Big data’s big utopia was personified towards the end of 2012.

In perhaps the most underplayed tech moment in the first dozen years of the new millennium, Google brought The Singularity nearer,[1] hiring Ray Kurzweil not as its chief futurist but as its director of engineering. The man the Wall Street Journal dubbed a restless genius announced his new post rather quietly in mid-December, without so much as an official press release from Google.[2] This is remarkable when one considers exactly what Google hired him to do. Kurzweil and his team will try to create a mind—an artificial intellect capable of predicting on a “semantically deep level what you are interested in.”[3] With easy access to the search giant’s enormous user base and the potential to scour all Google-mediated content, Kurzweil (and apparently Google) aims to turn the very meaning of “search” on its head: instead of people using search engines to better understand information, search engines will use big data to better understand people. As Kurzweil has characterized it, intelligent search will provide information to users before they even know they desire it. This accords precisely with Larry Page’s longstanding vision: intelligent search “understands exactly what you mean and gives you back exactly what you want.”[4]

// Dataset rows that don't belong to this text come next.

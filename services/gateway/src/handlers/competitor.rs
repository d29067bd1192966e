use crate::error::AppError;
use crate::models::CreateCompetitorRequest;
use crate::state::AppState;
use axum::{Json, extract::State};
use types::competitor::Competitor;
use types::events::RankingEvent;
use types::ids::CompetitorId;

pub async fn create_competitor(
    State(state): State<AppState>,
    Json(payload): Json<CreateCompetitorRequest>,
) -> Result<Json<Competitor>, AppError> {
    // 1. Validate: id is required and non-empty
    let id = payload
        .id
        .filter(|id| !id.is_empty())
        .ok_or_else(|| AppError::InvalidRequest("id is required".to_string()))?;

    // 2. Resolve the initial rating before taking the id
    let rating = payload
        .rating
        .unwrap_or_else(|| state.store.default_initial_rating());

    // 3. Create; a taken id surfaces as 409
    let competitor = state.store.create(CompetitorId::new(id), rating)?;

    // 4. Announce the newcomer to connected observers
    state.broker.publish(&RankingEvent::PlayerCreated {
        competitor: competitor.clone(),
    });

    Ok(Json(competitor))
}
//! Subscription broker: event fanout to live subscribers
//!
//! Holds the set of open event streams and pushes every published event to
//! each of them. Per-subscriber queues are bounded; a subscriber whose
//! queue overflows or whose receiving half is gone is disconnected
//! permanently and never blocks delivery to the others.
//!
//! The broker is an explicit object owned by the server's top-level
//! lifecycle, constructed at startup and dropped at shutdown. No global
//! state.

use std::pin::Pin;
use std::sync::{Arc, Weak};
use std::task::{Context, Poll};

use dashmap::DashMap;
use futures::Stream;
use tokio::sync::mpsc::{self, error::TrySendError};
use tracing::{debug, warn};

use types::events::RankingEvent;
use types::ids::SubscriberId;

/// Default per-subscriber queue capacity.
pub const DEFAULT_QUEUE_CAPACITY: usize = 256;

type Registry = DashMap<SubscriberId, mpsc::Sender<RankingEvent>>;

/// Fanout hub for ranking events.
pub struct SubscriptionBroker {
    subscribers: Arc<Registry>,
    queue_capacity: usize,
}

impl SubscriptionBroker {
    pub fn new(queue_capacity: usize) -> Self {
        Self {
            subscribers: Arc::new(DashMap::new()),
            queue_capacity,
        }
    }

    /// Register a new subscriber and hand back its stream.
    ///
    /// The subscriber receives events published after this call only; the
    /// broker keeps no replay log. Callers needing the full picture pull a
    /// ranking snapshot before relying on the stream.
    pub fn subscribe(&self) -> Subscription {
        let (tx, rx) = mpsc::channel(self.queue_capacity);
        let id = SubscriberId::new();
        self.subscribers.insert(id, tx);
        debug!(subscriber = %id, total = self.subscribers.len(), "subscriber registered");
        Subscription {
            id,
            rx,
            registry: Arc::downgrade(&self.subscribers),
        }
    }

    /// Remove a subscriber explicitly. Dropping its `Subscription` has the
    /// same effect.
    pub fn unsubscribe(&self, id: &SubscriberId) {
        if self.subscribers.remove(id).is_some() {
            debug!(subscriber = %id, "subscriber removed");
        }
    }

    /// Deliver an event to every live subscriber.
    ///
    /// Best-effort: a full queue means the subscriber is lagging and gets
    /// disconnected rather than retried; a closed queue means it already
    /// went away. Either way it is dropped from the registry and the rest
    /// are unaffected.
    pub fn publish(&self, event: &RankingEvent) {
        let mut disconnected: Vec<SubscriberId> = Vec::new();

        for entry in self.subscribers.iter() {
            match entry.value().try_send(event.clone()) {
                Ok(()) => {}
                Err(TrySendError::Full(_)) => {
                    warn!(subscriber = %entry.key(), "queue overflow, disconnecting lagging subscriber");
                    disconnected.push(*entry.key());
                }
                Err(TrySendError::Closed(_)) => {
                    disconnected.push(*entry.key());
                }
            }
        }

        // Removal happens after iteration; removing under the iterator
        // would deadlock on the shard lock.
        for id in disconnected {
            self.subscribers.remove(&id);
            debug!(subscriber = %id, "subscriber dropped");
        }
    }

    /// Number of currently live subscribers.
    pub fn subscriber_count(&self) -> usize {
        self.subscribers.len()
    }
}

impl Default for SubscriptionBroker {
    fn default() -> Self {
        Self::new(DEFAULT_QUEUE_CAPACITY)
    }
}

/// One subscriber's receiving half.
///
/// Yields events in publish-call order. Dropping the subscription
/// deregisters it from the broker, so an abandoned stream stops receiving
/// promptly instead of lingering until the next failed send.
pub struct Subscription {
    id: SubscriberId,
    rx: mpsc::Receiver<RankingEvent>,
    registry: Weak<Registry>,
}

impl Subscription {
    pub fn id(&self) -> SubscriberId {
        self.id
    }

    /// Await the next event; None once disconnected.
    pub async fn recv(&mut self) -> Option<RankingEvent> {
        self.rx.recv().await
    }
}

impl Stream for Subscription {
    type Item = RankingEvent;

    fn poll_next(mut self: Pin<&mut Self>, cx: &mut Context<'_>) -> Poll<Option<Self::Item>> {
        self.rx.poll_recv(cx)
    }
}

impl Drop for Subscription {
    fn drop(&mut self) {
        if let Some(registry) = self.registry.upgrade() {
            registry.remove(&self.id);
        }
    }
}
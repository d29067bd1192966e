//! Periodic auto-match scheduler
//!
//! While running, each tick picks two distinct competitors uniformly at
//! random from the current ladder snapshot, rolls an outcome, and reports
//! it. Skips the tick when fewer than two competitors are known. A failed
//! report is logged and the schedule keeps going.
//!
//! Explicit two-state lifecycle: Idle or Running with exactly one timer
//! task. `start`/`stop` are guarded transitions and idempotent.

use std::sync::{Arc, Mutex, PoisonError, RwLock};
use std::time::Duration;

use rand::Rng;
use rand::SeedableRng;
use rand_chacha::ChaCha8Rng;
use tokio::task::JoinHandle;
use tokio::time::MissedTickBehavior;
use tracing::{debug, info, warn};

use types::competitor::Competitor;

use crate::client::MatchReporter;
use crate::ladder::LadderView;

/// Configuration for the auto-match scheduler.
#[derive(Debug, Clone)]
pub struct SchedulerConfig {
    /// Delay between ticks.
    pub interval: Duration,
    /// Probability that a manufactured match is a draw.
    pub draw_probability: f64,
    /// RNG seed, so a run's match sequence is reproducible.
    pub seed: u64,
}

enum SchedulerState {
    Idle,
    Running { task: JoinHandle<()> },
}

pub struct AutoMatchScheduler<R: MatchReporter + 'static> {
    reporter: Arc<R>,
    ladder: Arc<RwLock<LadderView>>,
    config: SchedulerConfig,
    state: Mutex<SchedulerState>,
}

impl<R: MatchReporter + 'static> AutoMatchScheduler<R> {
    pub fn new(reporter: Arc<R>, ladder: Arc<RwLock<LadderView>>, config: SchedulerConfig) -> Self {
        Self {
            reporter,
            ladder,
            config,
            state: Mutex::new(SchedulerState::Idle),
        }
    }

    /// Begin ticking. Returns false if already running (no second timer
    /// is ever spawned).
    pub fn start(&self) -> bool {
        let mut state = self.lock_state();
        if matches!(*state, SchedulerState::Running { .. }) {
            debug!("scheduler already running");
            return false;
        }

        let reporter = self.reporter.clone();
        let ladder = self.ladder.clone();
        let config = self.config.clone();
        let task = tokio::spawn(async move {
            let mut rng = ChaCha8Rng::seed_from_u64(config.seed);
            let mut ticker = tokio::time::interval(config.interval);
            ticker.set_missed_tick_behavior(MissedTickBehavior::Delay);
            loop {
                ticker.tick().await;
                let snapshot = ladder
                    .read()
                    .unwrap_or_else(PoisonError::into_inner)
                    .snapshot();
                run_tick(reporter.as_ref(), &snapshot, &config, &mut rng).await;
            }
        });

        *state = SchedulerState::Running { task };
        info!(interval_ms = self.config.interval.as_millis() as u64, "scheduler started");
        true
    }

    /// Stop ticking. Returns false if not running.
    pub fn stop(&self) -> bool {
        let mut state = self.lock_state();
        match std::mem::replace(&mut *state, SchedulerState::Idle) {
            SchedulerState::Running { task } => {
                task.abort();
                info!("scheduler stopped");
                true
            }
            SchedulerState::Idle => false,
        }
    }

    pub fn is_running(&self) -> bool {
        matches!(*self.lock_state(), SchedulerState::Running { .. })
    }

    fn lock_state(&self) -> std::sync::MutexGuard<'_, SchedulerState> {
        self.state.lock().unwrap_or_else(PoisonError::into_inner)
    }
}

impl<R: MatchReporter + 'static> Drop for AutoMatchScheduler<R> {
    fn drop(&mut self) {
        self.stop();
    }
}

async fn run_tick<R: MatchReporter>(
    reporter: &R,
    snapshot: &[Competitor],
    config: &SchedulerConfig,
    rng: &mut ChaCha8Rng,
) {
    let Some((first, second)) = pick_pair(snapshot, rng) else {
        debug!(known = snapshot.len(), "fewer than two competitors, skipping tick");
        return;
    };

    let draw = rng.gen_bool(config.draw_probability);
    let (winner, loser) = if draw || rng.gen_bool(0.5) {
        (first, second)
    } else {
        (second, first)
    };

    if let Err(e) = reporter
        .report(winner.id.as_str(), loser.id.as_str(), draw)
        .await
    {
        warn!(winner = %winner.id, loser = %loser.id, error = %e, "match report failed, keeping schedule");
    }
}

/// Two distinct competitors chosen uniformly at random; None when fewer
/// than two are known.
fn pick_pair<'a>(
    snapshot: &'a [Competitor],
    rng: &mut impl Rng,
) -> Option<(&'a Competitor, &'a Competitor)> {
    if snapshot.len() < 2 {
        return None;
    }
    let first = rng.gen_range(0..snapshot.len());
    let mut second = rng.gen_range(0..snapshot.len() - 1);
    if second >= first {
        second += 1;
    }
    Some((&snapshot[first], &snapshot[second]))
}
use crate::state::AppState;
use axum::{
    Json,
    extract::State,
    response::sse::{Event, KeepAlive, Sse},
};
use futures::{Stream, StreamExt};
use types::competitor::Competitor;

/// Full ladder, descending by rating.
pub async fn list_ranking(State(state): State<AppState>) -> Json<Vec<Competitor>> {
    Json(state.store.ranking())
}

/// Persistent event stream (SSE). Each message is one JSON `RankingEvent`.
///
/// The subscription only carries events published from this point on;
/// clients pull `GET /ranking` for the current state before merging the
/// stream. Dropping the connection deregisters the subscriber.
pub async fn ranking_events(
    State(state): State<AppState>,
) -> Sse<impl Stream<Item = Result<Event, axum::Error>>> {
    let subscription = state.broker.subscribe();
    let stream =
        subscription.map(|event| Event::default().event("message").json_data(&event));
    Sse::new(stream).keep_alive(KeepAlive::default())
}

Kurzweil’s new project reifies society’s increasing optimism in harnessing the utility of big data’s predictive algorithms—the formulaic use of zetabytes of data to anticipate everything from consumer preferences and customer creditworthiness to fraud detection, health risks, and crime prevention. Through the predictive power of these algorithms, big data promises opportunities like never before to anticipate future needs and concerns, plan strategically, avoid loss, and manage risk. Big data’s predictive tool kit clearly offers many important social benefits.[5] At the same time, its underlying ideology also threatens fundamental legal tenets such as privacy and due process.

Contrary to the received view, our central concern about big data is not about the data. It is about big data’s power to enable a dangerous new philosophy of preemption. In this Essay, we focus on the social impact of what we call “preemptive predictions.” Our concern is that big data’s promise of increased efficiency, reliability, utility, profit, and pleasure might be seen as the justification for a fundamental jurisprudential shift from our current ex post facto system of penalties and punishments to ex ante preventative measures that are increasingly being adopted across various sectors of society. It is our contention that big data’s predictive benefits belie an important insight historically represented in the presumption of innocence and associated privacy and due process values—namely, that there is wisdom in setting boundaries around the kinds of assumptions that can and cannot be made about people.[6]

I. Prediction

Since much of the big data utopia is premised on prediction, it is important to understand the different purposes that big data predictions serve. This Part offers a quick typology.

The nature of all prediction is anticipatory. To predict is to “state or estimate . . . that an action or event will happen in the future or will be a consequence of something.”[7] For example, when a lawyer predicts “what the courts will do in fact,”[8] she anticipates the legal consequences of future courses of conduct in order to advise clients whether it is feasible to avoid the risk of state sanction. We call predictions that attempt to anticipate the likely consequences of a person’s action consequential predictions. As doctors, lawyers, accountants, and other professional advisors are well aware, the ability to make reliable consequential predictions can be profitable—especially in a society increasingly preoccupied with risk. The recent development of anticipatory algorithms within these fields is generally client centered. [9] The aim of these prediction services is to allow individuals to eschew risk by choosing future courses of action that best align with their own self-interest, forestalling unfavorable outcomes.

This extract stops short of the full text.